* [Task to complete]: Please work out how many lines include the word "InferenceClassifier" in the entries, and reply with only the count.

* * * *

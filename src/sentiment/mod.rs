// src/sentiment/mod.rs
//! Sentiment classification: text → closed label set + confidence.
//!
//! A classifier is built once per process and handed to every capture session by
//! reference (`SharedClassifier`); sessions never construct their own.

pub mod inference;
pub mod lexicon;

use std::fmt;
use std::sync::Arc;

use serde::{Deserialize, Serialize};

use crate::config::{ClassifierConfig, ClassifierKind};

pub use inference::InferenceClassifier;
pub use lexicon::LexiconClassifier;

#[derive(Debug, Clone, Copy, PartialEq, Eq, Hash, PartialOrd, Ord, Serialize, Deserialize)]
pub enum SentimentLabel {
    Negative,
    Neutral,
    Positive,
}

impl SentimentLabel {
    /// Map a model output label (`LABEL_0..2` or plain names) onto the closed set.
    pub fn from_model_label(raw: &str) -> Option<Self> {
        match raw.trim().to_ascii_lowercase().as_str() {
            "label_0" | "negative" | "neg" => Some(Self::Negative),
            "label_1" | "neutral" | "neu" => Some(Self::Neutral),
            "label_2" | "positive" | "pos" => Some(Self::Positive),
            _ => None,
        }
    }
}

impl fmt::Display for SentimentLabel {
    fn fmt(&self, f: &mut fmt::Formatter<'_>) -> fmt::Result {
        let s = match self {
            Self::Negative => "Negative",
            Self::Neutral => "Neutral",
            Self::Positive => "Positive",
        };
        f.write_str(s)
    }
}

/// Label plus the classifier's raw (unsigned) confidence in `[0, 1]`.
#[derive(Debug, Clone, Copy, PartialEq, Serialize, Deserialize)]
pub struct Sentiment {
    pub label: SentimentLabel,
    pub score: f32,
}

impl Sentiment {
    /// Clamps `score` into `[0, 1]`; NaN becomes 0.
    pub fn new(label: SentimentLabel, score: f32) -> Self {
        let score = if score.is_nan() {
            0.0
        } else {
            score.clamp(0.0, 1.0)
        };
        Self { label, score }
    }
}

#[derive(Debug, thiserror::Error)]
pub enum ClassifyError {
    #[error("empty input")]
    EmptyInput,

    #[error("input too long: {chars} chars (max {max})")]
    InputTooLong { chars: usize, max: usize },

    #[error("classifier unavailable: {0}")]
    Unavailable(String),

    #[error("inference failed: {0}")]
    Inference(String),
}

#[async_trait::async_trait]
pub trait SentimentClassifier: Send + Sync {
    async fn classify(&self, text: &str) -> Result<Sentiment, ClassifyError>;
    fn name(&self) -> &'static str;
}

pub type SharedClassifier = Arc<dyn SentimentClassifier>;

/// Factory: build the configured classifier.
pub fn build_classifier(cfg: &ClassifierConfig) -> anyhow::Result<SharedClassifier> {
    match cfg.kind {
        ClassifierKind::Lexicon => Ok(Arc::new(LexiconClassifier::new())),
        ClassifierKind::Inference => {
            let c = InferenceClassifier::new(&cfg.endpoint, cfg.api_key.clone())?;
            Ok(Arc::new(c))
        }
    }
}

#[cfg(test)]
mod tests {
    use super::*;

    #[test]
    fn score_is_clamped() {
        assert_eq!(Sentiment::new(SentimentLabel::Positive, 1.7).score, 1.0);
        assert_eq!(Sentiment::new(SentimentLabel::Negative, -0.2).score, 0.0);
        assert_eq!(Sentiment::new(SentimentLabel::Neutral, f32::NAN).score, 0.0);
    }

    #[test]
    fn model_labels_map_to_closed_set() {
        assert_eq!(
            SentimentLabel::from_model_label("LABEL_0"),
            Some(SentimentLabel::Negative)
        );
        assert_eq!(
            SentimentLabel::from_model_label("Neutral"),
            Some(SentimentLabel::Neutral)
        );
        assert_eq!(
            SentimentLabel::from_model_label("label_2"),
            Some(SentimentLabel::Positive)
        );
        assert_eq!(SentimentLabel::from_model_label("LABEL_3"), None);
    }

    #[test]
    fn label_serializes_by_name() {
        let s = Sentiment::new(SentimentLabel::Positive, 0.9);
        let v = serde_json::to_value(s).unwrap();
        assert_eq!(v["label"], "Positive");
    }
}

* * * *

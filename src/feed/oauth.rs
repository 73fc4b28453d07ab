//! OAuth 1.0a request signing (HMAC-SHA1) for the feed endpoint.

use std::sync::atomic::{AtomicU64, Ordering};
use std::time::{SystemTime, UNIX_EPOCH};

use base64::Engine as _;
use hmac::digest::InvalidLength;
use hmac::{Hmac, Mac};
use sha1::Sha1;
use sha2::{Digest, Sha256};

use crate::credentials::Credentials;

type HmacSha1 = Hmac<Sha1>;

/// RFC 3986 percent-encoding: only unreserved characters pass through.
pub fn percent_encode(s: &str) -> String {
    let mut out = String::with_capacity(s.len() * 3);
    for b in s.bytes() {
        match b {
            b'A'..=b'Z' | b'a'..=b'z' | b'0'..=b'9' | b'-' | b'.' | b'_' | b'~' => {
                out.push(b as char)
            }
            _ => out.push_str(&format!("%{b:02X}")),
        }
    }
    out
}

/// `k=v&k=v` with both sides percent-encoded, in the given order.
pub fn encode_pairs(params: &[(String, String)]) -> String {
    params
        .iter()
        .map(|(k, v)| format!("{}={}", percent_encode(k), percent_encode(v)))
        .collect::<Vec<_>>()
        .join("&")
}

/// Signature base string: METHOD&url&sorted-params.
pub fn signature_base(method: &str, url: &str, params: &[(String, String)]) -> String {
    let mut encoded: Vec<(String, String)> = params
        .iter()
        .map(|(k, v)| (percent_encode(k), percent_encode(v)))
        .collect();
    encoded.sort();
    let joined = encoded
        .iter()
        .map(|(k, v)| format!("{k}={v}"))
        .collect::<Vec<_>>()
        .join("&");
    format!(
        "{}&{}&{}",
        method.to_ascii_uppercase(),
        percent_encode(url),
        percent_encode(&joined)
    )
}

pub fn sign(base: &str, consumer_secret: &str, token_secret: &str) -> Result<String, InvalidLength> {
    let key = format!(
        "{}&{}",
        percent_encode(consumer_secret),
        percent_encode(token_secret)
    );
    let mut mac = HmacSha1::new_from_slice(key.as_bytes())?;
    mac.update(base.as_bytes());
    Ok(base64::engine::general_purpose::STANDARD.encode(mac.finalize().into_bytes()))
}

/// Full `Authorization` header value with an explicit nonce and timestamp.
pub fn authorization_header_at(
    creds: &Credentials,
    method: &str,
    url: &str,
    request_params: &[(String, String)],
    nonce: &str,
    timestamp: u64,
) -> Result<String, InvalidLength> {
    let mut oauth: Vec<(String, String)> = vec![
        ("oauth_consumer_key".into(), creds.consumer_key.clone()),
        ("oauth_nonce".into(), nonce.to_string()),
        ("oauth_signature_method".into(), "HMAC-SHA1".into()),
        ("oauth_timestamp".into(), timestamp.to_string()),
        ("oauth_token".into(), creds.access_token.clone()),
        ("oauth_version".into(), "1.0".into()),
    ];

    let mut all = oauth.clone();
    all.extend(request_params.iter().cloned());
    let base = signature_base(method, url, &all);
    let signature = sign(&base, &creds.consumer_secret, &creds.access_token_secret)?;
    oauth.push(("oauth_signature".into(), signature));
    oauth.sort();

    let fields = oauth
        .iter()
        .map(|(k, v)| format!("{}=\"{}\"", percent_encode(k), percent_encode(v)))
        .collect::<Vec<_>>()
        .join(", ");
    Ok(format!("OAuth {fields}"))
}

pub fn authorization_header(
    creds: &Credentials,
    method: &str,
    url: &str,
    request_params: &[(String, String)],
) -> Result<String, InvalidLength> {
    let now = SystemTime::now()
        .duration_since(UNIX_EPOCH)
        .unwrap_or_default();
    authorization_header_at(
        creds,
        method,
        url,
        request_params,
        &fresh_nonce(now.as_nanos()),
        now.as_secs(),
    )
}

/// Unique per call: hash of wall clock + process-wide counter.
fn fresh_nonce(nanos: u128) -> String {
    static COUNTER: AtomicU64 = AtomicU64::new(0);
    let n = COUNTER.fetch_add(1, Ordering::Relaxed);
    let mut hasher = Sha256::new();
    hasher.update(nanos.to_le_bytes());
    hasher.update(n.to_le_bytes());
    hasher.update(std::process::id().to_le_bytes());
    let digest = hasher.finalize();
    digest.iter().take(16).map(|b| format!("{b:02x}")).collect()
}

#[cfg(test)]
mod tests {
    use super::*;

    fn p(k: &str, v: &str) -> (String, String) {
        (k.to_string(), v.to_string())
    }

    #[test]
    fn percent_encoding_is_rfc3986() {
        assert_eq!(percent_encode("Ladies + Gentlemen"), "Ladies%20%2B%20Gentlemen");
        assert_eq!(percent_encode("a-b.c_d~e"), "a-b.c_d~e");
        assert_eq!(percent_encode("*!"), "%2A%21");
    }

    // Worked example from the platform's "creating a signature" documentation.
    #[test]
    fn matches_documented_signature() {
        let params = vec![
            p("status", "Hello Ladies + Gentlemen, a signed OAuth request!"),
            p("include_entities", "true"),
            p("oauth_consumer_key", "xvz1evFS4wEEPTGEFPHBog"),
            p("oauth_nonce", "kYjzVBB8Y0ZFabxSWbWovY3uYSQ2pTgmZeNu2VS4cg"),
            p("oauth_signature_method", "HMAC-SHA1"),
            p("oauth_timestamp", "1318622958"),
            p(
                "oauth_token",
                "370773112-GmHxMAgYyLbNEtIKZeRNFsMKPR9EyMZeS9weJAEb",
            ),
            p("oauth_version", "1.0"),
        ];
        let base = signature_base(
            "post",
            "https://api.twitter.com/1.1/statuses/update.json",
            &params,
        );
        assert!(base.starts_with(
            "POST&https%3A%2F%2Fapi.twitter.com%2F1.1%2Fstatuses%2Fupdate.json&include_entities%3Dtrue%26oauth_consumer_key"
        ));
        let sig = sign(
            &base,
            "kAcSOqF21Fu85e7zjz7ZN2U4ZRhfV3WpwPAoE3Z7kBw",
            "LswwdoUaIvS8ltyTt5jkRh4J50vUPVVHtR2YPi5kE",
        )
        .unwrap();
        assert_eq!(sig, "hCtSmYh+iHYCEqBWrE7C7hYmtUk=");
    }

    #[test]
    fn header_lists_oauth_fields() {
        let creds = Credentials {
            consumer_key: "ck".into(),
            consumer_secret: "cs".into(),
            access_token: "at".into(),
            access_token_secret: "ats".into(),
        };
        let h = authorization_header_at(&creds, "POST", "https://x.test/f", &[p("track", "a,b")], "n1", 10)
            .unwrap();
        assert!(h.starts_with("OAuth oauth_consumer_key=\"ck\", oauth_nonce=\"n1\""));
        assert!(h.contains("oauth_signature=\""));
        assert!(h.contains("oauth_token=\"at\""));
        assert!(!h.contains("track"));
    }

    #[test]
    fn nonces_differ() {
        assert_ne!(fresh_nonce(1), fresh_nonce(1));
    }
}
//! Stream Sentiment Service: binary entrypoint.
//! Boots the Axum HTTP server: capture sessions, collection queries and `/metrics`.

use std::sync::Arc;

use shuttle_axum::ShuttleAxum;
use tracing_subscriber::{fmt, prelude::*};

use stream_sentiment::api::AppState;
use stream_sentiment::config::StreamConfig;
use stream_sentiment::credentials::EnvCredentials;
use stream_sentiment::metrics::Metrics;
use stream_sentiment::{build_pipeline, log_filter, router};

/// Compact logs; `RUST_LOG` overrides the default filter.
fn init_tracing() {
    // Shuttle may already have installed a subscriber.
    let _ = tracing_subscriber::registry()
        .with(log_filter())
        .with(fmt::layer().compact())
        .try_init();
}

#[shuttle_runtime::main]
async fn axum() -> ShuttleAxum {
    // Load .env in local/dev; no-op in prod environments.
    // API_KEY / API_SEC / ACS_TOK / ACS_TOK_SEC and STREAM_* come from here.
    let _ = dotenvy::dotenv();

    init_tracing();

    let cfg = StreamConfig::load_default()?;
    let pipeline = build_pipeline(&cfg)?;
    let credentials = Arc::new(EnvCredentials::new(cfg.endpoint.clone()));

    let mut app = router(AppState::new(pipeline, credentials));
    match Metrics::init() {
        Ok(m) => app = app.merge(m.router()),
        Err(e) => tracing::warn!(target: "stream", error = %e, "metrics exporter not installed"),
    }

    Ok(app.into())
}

* * * *

* [Result of the task]: 2